Task statement: Which lines of the entries below run from the one holding "use std::fmt;" to the one holding "three workflow stages.", inclusive? Set down exactly those lines and no others.
===== Exercise data
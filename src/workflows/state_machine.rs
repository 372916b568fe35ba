// Credentialing workflow state machine
// Every transition is checked against the current step; rejected calls leave state untouched.

use chrono::{DateTime, Utc};
use serde::{Deserialize, Serialize};
use std::fmt;
use thiserror::Error;
use tracing::{debug, info, warn};

use crate::auth::ProviderNumber;
use crate::workflows::outcome::ValidationOutcome;
use crate::workflows::record::ProviderRecord;
use crate::workflows::step::{Step, StepStatus};

#[derive(Debug, Clone, Copy, PartialEq, Eq, Hash, Serialize, Deserialize)]
#[serde(rename_all = "snake_case")]
pub enum Operation {
    StartRetrieval,
    CompleteRetrieval,
    StartValidation,
    CompleteValidation,
    CreateWorkflow,
}

impl fmt::Display for Operation {
    fn fmt(&self, f: &mut fmt::Formatter<'_>) -> fmt::Result {
        let label = match self {
            Operation::StartRetrieval => "start retrieval",
            Operation::CompleteRetrieval => "complete retrieval",
            Operation::StartValidation => "start validation",
            Operation::CompleteValidation => "complete validation",
            Operation::CreateWorkflow => "create workflow",
        };
        f.write_str(label)
    }
}

#[derive(Debug, Clone, PartialEq, Eq, Error)]
pub enum StepperError {
    #[error("cannot {operation} while {from}")]
    InvalidTransition { operation: Operation, from: Step },
    #[error("{operation} no longer applies to the current session")]
    StaleCompletion { operation: Operation },
}

/// Issued when a delayed operation starts; redeemed at most once when it completes.
#[derive(Debug, Clone, Copy, PartialEq, Eq)]
pub struct OperationTicket {
    generation: u64,
    sequence: u64,
    operation: Operation,
}

impl OperationTicket {
    pub fn generation(&self) -> u64 {
        self.generation
    }

    pub fn sequence(&self) -> u64 {
        self.sequence
    }

    pub fn operation(&self) -> Operation {
        self.operation
    }
}

#[derive(Debug, Clone, Serialize, Deserialize)]
pub struct StepTransition {
    pub from: Step,
    pub to: Step,
    pub operation: Operation,
    pub timestamp: DateTime<Utc>,
}

/// Which of the three user-facing operations may be triggered right now.
#[derive(Debug, Clone, Copy, PartialEq, Eq, Default, Serialize, Deserialize)]
pub struct ActionFlags {
    pub retrieve: bool,
    pub validate: bool,
    pub create: bool,
}

/// Display status of the three workflow stages.
#[derive(Debug, Clone, Copy, PartialEq, Eq, Serialize, Deserialize)]
pub struct StageStatuses {
    pub retrieve: StepStatus,
    pub validate: StepStatus,
    pub create: StepStatus,
}

/// Everything the display collaborator needs to render the portal.
#[derive(Debug, Clone, PartialEq, Serialize, Deserialize)]
pub struct StepperSnapshot {
    pub step: Step,
    pub provider_number: Option<ProviderNumber>,
    pub record: Option<ProviderRecord>,
    pub outcome: Option<ValidationOutcome>,
    pub actions: ActionFlags,
    pub stages: StageStatuses,
    pub generation: u64,
}

#[derive(Debug, Clone, Default)]
pub struct WorkflowStepper {
    step: Step,
    provider_number: Option<ProviderNumber>,
    record: Option<ProviderRecord>,
    outcome: Option<ValidationOutcome>,
    generation: u64,
    issued: u64,
    outstanding: Option<OperationTicket>,
    allow_retry_from_error: bool,
    history: Vec<StepTransition>,
}

impl WorkflowStepper {
    pub fn new() -> Self {
        Self::default()
    }

    /// Allow `start_validation` from `error`.
    pub fn with_retry_from_error(mut self, allow: bool) -> Self {
        self.allow_retry_from_error = allow;
        self
    }

    pub fn step(&self) -> Step {
        self.step
    }

    pub fn provider_number(&self) -> Option<&ProviderNumber> {
        self.provider_number.as_ref()
    }

    pub fn record(&self) -> Option<&ProviderRecord> {
        self.record.as_ref()
    }

    pub fn outcome(&self) -> Option<ValidationOutcome> {
        self.outcome
    }

    pub fn generation(&self) -> u64 {
        self.generation
    }

    pub fn history(&self) -> &[StepTransition] {
        &self.history
    }

    pub fn allows_retry_from_error(&self) -> bool {
        self.allow_retry_from_error
    }

    pub fn status_of(&self, queried: Step) -> StepStatus {
        self.step.status_of(queried)
    }

    pub fn actions(&self) -> ActionFlags {
        ActionFlags {
            retrieve: self.step == Step::Idle,
            validate: self.can_start_validation(),
            create: self.step == Step::Validated,
        }
    }

    pub fn stages(&self) -> StageStatuses {
        StageStatuses {
            retrieve: self.status_of(Step::Retrieved),
            validate: self.status_of(Step::Validated),
            create: self.status_of(Step::WorkflowCreated),
        }
    }

    pub fn snapshot(&self) -> StepperSnapshot {
        StepperSnapshot {
            step: self.step,
            provider_number: self.provider_number.clone(),
            record: self.record.clone(),
            outcome: self.outcome,
            actions: self.actions(),
            stages: self.stages(),
            generation: self.generation,
        }
    }

    /// Record and outcome presence match the current step.
    pub fn invariants_hold(&self) -> bool {
        self.record.is_some() == self.step.holds_record()
            && self.outcome.is_some() == self.step.holds_outcome()
    }

    pub fn begin_retrieval(
        &mut self,
        provider_number: &ProviderNumber,
    ) -> Result<OperationTicket, StepperError> {
        self.require(Operation::StartRetrieval, self.step == Step::Idle)?;

        self.provider_number = Some(provider_number.clone());
        self.apply(Step::Retrieving, Operation::StartRetrieval);
        Ok(self.ticket(Operation::CompleteRetrieval))
    }

    pub fn complete_retrieval(
        &mut self,
        ticket: OperationTicket,
        record: ProviderRecord,
    ) -> Result<(), StepperError> {
        self.redeem(ticket, Operation::CompleteRetrieval)?;

        self.record = Some(record);
        self.apply(Step::Retrieved, Operation::CompleteRetrieval);
        Ok(())
    }

    pub fn begin_validation(&mut self) -> Result<OperationTicket, StepperError> {
        self.require(Operation::StartValidation, self.can_start_validation())?;

        self.outcome = None;
        self.apply(Step::Validating, Operation::StartValidation);
        Ok(self.ticket(Operation::CompleteValidation))
    }

    pub fn complete_validation(
        &mut self,
        ticket: OperationTicket,
        outcome: ValidationOutcome,
    ) -> Result<(), StepperError> {
        self.redeem(ticket, Operation::CompleteValidation)?;

        let next = if outcome.is_success() {
            Step::Validated
        } else {
            warn!(
                npi = ?self.provider_number.as_ref().map(ProviderNumber::as_str),
                reason = %outcome,
                "Provider data failed validation"
            );
            Step::Error
        };
        self.outcome = Some(outcome);
        self.apply(next, Operation::CompleteValidation);
        Ok(())
    }

    pub fn create_workflow(&mut self) -> Result<(), StepperError> {
        self.require(Operation::CreateWorkflow, self.step == Step::Validated)?;

        self.outcome = None;
        self.apply(Step::WorkflowCreated, Operation::CreateWorkflow);
        Ok(())
    }

    /// Back to `idle` with a new generation; outstanding tickets become stale.
    pub fn reset(&mut self) {
        let from = self.step;
        self.generation += 1;
        self.step = Step::Idle;
        self.outstanding = None;
        self.provider_number = None;
        self.record = None;
        self.outcome = None;
        self.history.clear();
        info!(
            from = %from,
            generation = self.generation,
            "Credentialing workflow reset"
        );
    }

    fn can_start_validation(&self) -> bool {
        self.step == Step::Retrieved || (self.allow_retry_from_error && self.step == Step::Error)
    }

    fn require(&self, operation: Operation, allowed: bool) -> Result<(), StepperError> {
        if allowed {
            return Ok(());
        }
        warn!(
            operation = %operation,
            step = %self.step,
            "Rejected workflow operation"
        );
        Err(StepperError::InvalidTransition {
            operation,
            from: self.step,
        })
    }

    /// Checks that `ticket` is the one outstanding completion, without spending it.
    pub fn accepts(&self, ticket: OperationTicket) -> Result<(), StepperError> {
        let expected = match ticket.operation {
            Operation::CompleteRetrieval => Step::Retrieving,
            Operation::CompleteValidation => Step::Validating,
            _ => {
                return Err(StepperError::StaleCompletion {
                    operation: ticket.operation,
                })
            }
        };

        if self.outstanding != Some(ticket)
            || ticket.generation != self.generation
            || self.step != expected
        {
            debug!(
                operation = %ticket.operation,
                ticket_generation = ticket.generation,
                ticket_sequence = ticket.sequence,
                generation = self.generation,
                step = %self.step,
                "Ignoring stale completion"
            );
            return Err(StepperError::StaleCompletion {
                operation: ticket.operation,
            });
        }
        Ok(())
    }

    fn redeem(
        &mut self,
        ticket: OperationTicket,
        operation: Operation,
    ) -> Result<(), StepperError> {
        if ticket.operation != operation {
            return Err(StepperError::StaleCompletion { operation });
        }
        self.accepts(ticket)?;
        self.outstanding = None;
        Ok(())
    }

    fn ticket(&mut self, operation: Operation) -> OperationTicket {
        self.issued += 1;
        let ticket = OperationTicket {
            generation: self.generation,
            sequence: self.issued,
            operation,
        };
        self.outstanding = Some(ticket);
        ticket
    }

    fn apply(&mut self, to: Step, operation: Operation) {
        let transition = StepTransition {
            from: self.step,
            to,
            operation,
            timestamp: Utc::now(),
        };

        info!(
            from = %transition.from,
            to = %transition.to,
            operation = %transition.operation,
            npi = ?self.provider_number.as_ref().map(ProviderNumber::as_str),
            "Credentialing workflow transition"
        );

        self.step = to;
        self.history.push(transition);
    }
}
==========
Answer section:
use std::fmt;
use thiserror::Error;
use tracing::{debug, info, warn};

use crate::auth::ProviderNumber;
use crate::workflows::outcome::ValidationOutcome;
use crate::workflows::record::ProviderRecord;
use crate::workflows::step::{Step, StepStatus};

#[derive(Debug, Clone, Copy, PartialEq, Eq, Hash, Serialize, Deserialize)]
#[serde(rename_all = "snake_case")]
pub enum Operation {
    StartRetrieval,
    CompleteRetrieval,
    StartValidation,
    CompleteValidation,
    CreateWorkflow,
}

impl fmt::Display for Operation {
    fn fmt(&self, f: &mut fmt::Formatter<'_>) -> fmt::Result {
        let label = match self {
            Operation::StartRetrieval => "start retrieval",
            Operation::CompleteRetrieval => "complete retrieval",
            Operation::StartValidation => "start validation",
            Operation::CompleteValidation => "complete validation",
            Operation::CreateWorkflow => "create workflow",
        };
        f.write_str(label)
    }
}

#[derive(Debug, Clone, PartialEq, Eq, Error)]
pub enum StepperError {
    #[error("cannot {operation} while {from}")]
    InvalidTransition { operation: Operation, from: Step },
    #[error("{operation} no longer applies to the current session")]
    StaleCompletion { operation: Operation },
}

/// Issued when a delayed operation starts; redeemed at most once when it completes.
#[derive(Debug, Clone, Copy, PartialEq, Eq)]
pub struct OperationTicket {
    generation: u64,
    sequence: u64,
    operation: Operation,
}

impl OperationTicket {
    pub fn generation(&self) -> u64 {
        self.generation
    }

    pub fn sequence(&self) -> u64 {
        self.sequence
    }

    pub fn operation(&self) -> Operation {
        self.operation
    }
}

#[derive(Debug, Clone, Serialize, Deserialize)]
pub struct StepTransition {
    pub from: Step,
    pub to: Step,
    pub operation: Operation,
    pub timestamp: DateTime<Utc>,
}

/// Which of the three user-facing operations may be triggered right now.
#[derive(Debug, Clone, Copy, PartialEq, Eq, Default, Serialize, Deserialize)]
pub struct ActionFlags {
    pub retrieve: bool,
    pub validate: bool,
    pub create: bool,
}

/// Display status of the three workflow stages.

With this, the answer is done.